Thursday, November 10, 2005

Is Google Print fair use?

With Google Print finally live the debate about whether the service is fair use or actually infringes international copyright law has begun again in earnest...


Google Print goes live amidst controversy...

Forbes calls the initiative "Google's Stumble" (via the Unofficial Google Weblog), while the Motley Fool has an even more stark warning for Google's executives, claiming that the new Amazon Pages programme, where you pay-per-page will be the winning business model. Now that's a scary thought...

Update: So is Google Print really all about Google's book rental business?

1 comment:

  1. It's not fair use if you copy the entire book, no. Whether you happen to share the entire book to other people is not relevant. You have no "Right to Copy" the entire work.

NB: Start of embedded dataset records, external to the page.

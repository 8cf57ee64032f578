use chrono::{DateTime, Utc};
use serde::{Deserialize, Serialize};
use std::fmt;
use std::str::FromStr;
use thiserror::Error;

/// ABO/Rh blood group
#[derive(Debug, Clone, Copy, PartialEq, Eq, Hash, PartialOrd, Ord, Serialize, Deserialize)]
pub enum BloodType {
    #[serde(rename = "A+")]
    APositive,
    #[serde(rename = "A-")]
    ANegative,
    #[serde(rename = "B+")]
    BPositive,
    #[serde(rename = "B-")]
    BNegative,
    #[serde(rename = "AB+")]
    AbPositive,
    #[serde(rename = "AB-")]
    AbNegative,
    #[serde(rename = "O+")]
    OPositive,
    #[serde(rename = "O-")]
    ONegative,
}

impl BloodType {
    pub const ALL: [BloodType; 8] = [
        BloodType::APositive,
        BloodType::ANegative,
        BloodType::BPositive,
        BloodType::BNegative,
        BloodType::AbPositive,
        BloodType::AbNegative,
        BloodType::OPositive,
        BloodType::ONegative,
    ];

    pub fn as_str(&self) -> &'static str {
        match self {
            BloodType::APositive => "A+",
            BloodType::ANegative => "A-",
            BloodType::BPositive => "B+",
            BloodType::BNegative => "B-",
            BloodType::AbPositive => "AB+",
            BloodType::AbNegative => "AB-",
            BloodType::OPositive => "O+",
            BloodType::ONegative => "O-",
        }
    }
}

impl fmt::Display for BloodType {
    fn fmt(&self, f: &mut fmt::Formatter<'_>) -> fmt::Result {
        f.write_str(self.as_str())
    }
}

#[derive(Debug, Clone, PartialEq, Eq, Error)]
#[error("unknown blood type: {0:?}")]
pub struct ParseBloodTypeError(pub String);

impl FromStr for BloodType {
    type Err = ParseBloodTypeError;

    fn from_str(s: &str) -> Result<Self, Self::Err> {
        let normalized = s.trim().to_ascii_uppercase();
        BloodType::ALL
            .iter()
            .copied()
            .find(|t| t.as_str() == normalized)
            .ok_or_else(|| ParseBloodTypeError(s.to_string()))
    }
}

/// Organ or tissue a donor has pledged
#[derive(Debug, Clone, Copy, PartialEq, Eq, Hash, PartialOrd, Ord, Serialize, Deserialize)]
pub enum OrganType {
    Kidney,
    Liver,
    Heart,
    Lungs,
    Pancreas,
    Intestines,
    Corneas,
    Tissue,
}

impl OrganType {
    pub const ALL: [OrganType; 8] = [
        OrganType::Kidney,
        OrganType::Liver,
        OrganType::Heart,
        OrganType::Lungs,
        OrganType::Pancreas,
        OrganType::Intestines,
        OrganType::Corneas,
        OrganType::Tissue,
    ];

    pub fn as_str(&self) -> &'static str {
        match self {
            OrganType::Kidney => "Kidney",
            OrganType::Liver => "Liver",
            OrganType::Heart => "Heart",
            OrganType::Lungs => "Lungs",
            OrganType::Pancreas => "Pancreas",
            OrganType::Intestines => "Intestines",
            OrganType::Corneas => "Corneas",
            OrganType::Tissue => "Tissue",
        }
    }
}

impl fmt::Display for OrganType {
    fn fmt(&self, f: &mut fmt::Formatter<'_>) -> fmt::Result {
        f.write_str(self.as_str())
    }
}

#[derive(Debug, Clone, PartialEq, Eq, Error)]
#[error("unknown organ type: {0:?}")]
pub struct ParseOrganTypeError(pub String);

impl FromStr for OrganType {
    type Err = ParseOrganTypeError;

    fn from_str(s: &str) -> Result<Self, Self::Err> {
        let trimmed = s.trim();
        OrganType::ALL
            .iter()
            .copied()
            .find(|o| o.as_str().eq_ignore_ascii_case(trimmed))
            .ok_or_else(|| ParseOrganTypeError(s.to_string()))
    }
}

/// Kind of donation; selects the recovery interval used for eligibility
#[derive(Debug, Clone, Copy, Default, PartialEq, Eq, Hash, Serialize, Deserialize)]
#[serde(rename_all = "snake_case")]
pub enum DonationType {
    #[default]
    WholeBlood,
    Platelets,
    Plasma,
    DoubleRedCells,
}

/// Donor record as held by the registry
#[derive(Debug, Clone, PartialEq, Serialize, Deserialize)]
pub struct DonorRecord {
    pub id: String,
    pub name: String,
    pub age: u8,
    #[serde(rename = "bloodType")]
    pub blood_type: BloodType,
    #[serde(default)]
    pub organs: Vec<OrganType>,
    #[serde(rename = "lastDonation", default)]
    pub last_donation: Option<DateTime<Utc>>,
    pub city: String,
    pub state: String,
    #[serde(default = "default_true")]
    pub available: bool,
    /// Kilometres from the searcher, computed outside this crate
    #[serde(rename = "distanceKm", default)]
    pub distance_km: Option<f64>,
}

impl DonorRecord {
    pub fn is_organ_donor(&self) -> bool {
        !self.organs.is_empty()
    }

    pub fn pledges(&self, organ: OrganType) -> bool {
        self.organs.contains(&organ)
    }
}

fn default_true() -> bool { true }

/// Donor search parameters
#[derive(Debug, Clone, Default, PartialEq, Serialize, Deserialize)]
pub struct SearchQuery {
    /// Blood type of the recipient
    #[serde(rename = "bloodType", default)]
    pub blood_type: Option<BloodType>,
    #[serde(rename = "organType", default)]
    pub organ_type: Option<OrganType>,
    /// City or state fragment
    pub location: String,
    #[serde(rename = "maxDistanceKm", default)]
    pub max_distance_km: Option<f64>,
    #[serde(rename = "donationType", default)]
    pub donation_type: Option<DonationType>,
}

impl SearchQuery {
    pub fn in_location(location: impl Into<String>) -> Self {
        Self {
            location: location.into(),
            ..Self::default()
        }
    }

    pub fn with_blood_type(mut self, blood_type: BloodType) -> Self {
        self.blood_type = Some(blood_type);
        self
    }

    pub fn with_organ(mut self, organ: OrganType) -> Self {
        self.organ_type = Some(organ);
        self
    }

    pub fn within_km(mut self, max_distance_km: f64) -> Self {
        self.max_distance_km = Some(max_distance_km);
        self
    }

    pub fn for_donation(mut self, donation_type: DonationType) -> Self {
        self.donation_type = Some(donation_type);
        self
    }
}

#[derive(Debug, Clone, Copy, PartialEq, Eq, Serialize, Deserialize)]
pub enum Urgency {
    Normal,
    Urgent,
    Critical,
}

#[derive(Debug, Clone, Copy, PartialEq, Eq, Serialize, Deserialize)]
pub enum RequestStatus {
    Open,
    Matched,
    Completed,
}

/// Hospital request for blood or an organ
#[derive(Debug, Clone, PartialEq, Serialize, Deserialize)]
pub struct DonationRequest {
    pub id: String,
    #[serde(rename = "bloodType", default)]
    pub blood_type: Option<BloodType>,
    #[serde(rename = "organType", default)]
    pub organ_type: Option<OrganType>,
    pub urgency: Urgency,
    pub hospital: String,
    pub city: String,
    pub state: String,
    #[serde(rename = "createdAt")]
    pub created_at: DateTime<Utc>,
    pub status: RequestStatus,
}

impl From<&DonationRequest> for SearchQuery {
    fn from(request: &DonationRequest) -> Self {
        SearchQuery {
            blood_type: request.blood_type,
            organ_type: request.organ_type,
            location: request.city.clone(),
            max_distance_km: None,
            donation_type: None,
        }
    }
}

/// Policy for donors whose distance from the searcher is unknown
#[derive(Debug, Clone, Copy, Default, PartialEq, Eq, Serialize, Deserialize)]
#[serde(rename_all = "snake_case")]
pub enum MissingDistance {
    /// Unknown distance counts as 0 km, so it passes every bound and ranks first
    #[default]
    TreatAsZero,
    /// Unknown distance fails every bound and ranks last
    Exclude,
}

#[cfg(test)]
mod tests {
    use super::*;

    #[test]
    fn test_blood_type_parse() {
        assert_eq!("AB-".parse::<BloodType>().unwrap(), BloodType::AbNegative);
        assert_eq!(" o+ ".parse::<BloodType>().unwrap(), BloodType::OPositive);
        assert!("C+".parse::<BloodType>().is_err());
        assert!("".parse::<BloodType>().is_err());
    }

    #[test]
    fn test_blood_type_serde_names() {
        let json = serde_json::to_string(&BloodType::ONegative).unwrap();
        assert_eq!(json, "\"O-\"");

        let parsed: BloodType = serde_json::from_str("\"AB+\"").unwrap();
        assert_eq!(parsed, BloodType::AbPositive);

        assert!(serde_json::from_str::<BloodType>("\"unknown\"").is_err());
    }

    #[test]
    fn test_organ_type_parse() {
        assert_eq!("kidney".parse::<OrganType>().unwrap(), OrganType::Kidney);
        assert!("spleen".parse::<OrganType>().is_err());
    }

    #[test]
    fn test_request_to_query() {
        let request = DonationRequest {
            id: "1".to_string(),
            blood_type: Some(BloodType::APositive),
            organ_type: None,
            urgency: Urgency::Urgent,
            hospital: "UCSF Medical Center".to_string(),
            city: "San Francisco".to_string(),
            state: "CA".to_string(),
            created_at: Utc::now(),
            status: RequestStatus::Open,
        };

        let query = SearchQuery::from(&request);
        assert_eq!(query.blood_type, Some(BloodType::APositive));
        assert_eq!(query.location, "San Francisco");
        assert_eq!(query.max_distance_km, None);
    }
}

    Open any book. Turn to the copyright page. Chances are that you will see a passage like this [from "The C Programming Language", 2nd ed, Kernighan and Ritchie]:

    "Copyright (c) 1988, 1978 by Bell Telephone Laboratories, Incorporated. All rights reserved. No part of this publication may be reproduced, stored in a retrieval system, or transmitted, in any form or by any means, electronic, mechanical, photocopying, recording, or otherwise, without the prior written permission of the publisher."

    Google are reproducing it, storing it in a retrieval system, and transmitting it by electronic means. The fact that they only show "snippets" to other people does not make this action any less legal. They are illegally copying the full work into their systems, when they do not have any "Right to Copy".

    I can't say that I disagree with what they are doing: I strongly agree with it, and feel that copyright law is unpeasant in very many ways.

    But that doesn't mean I don't understand the authors' ire at Google flaunting the law like this.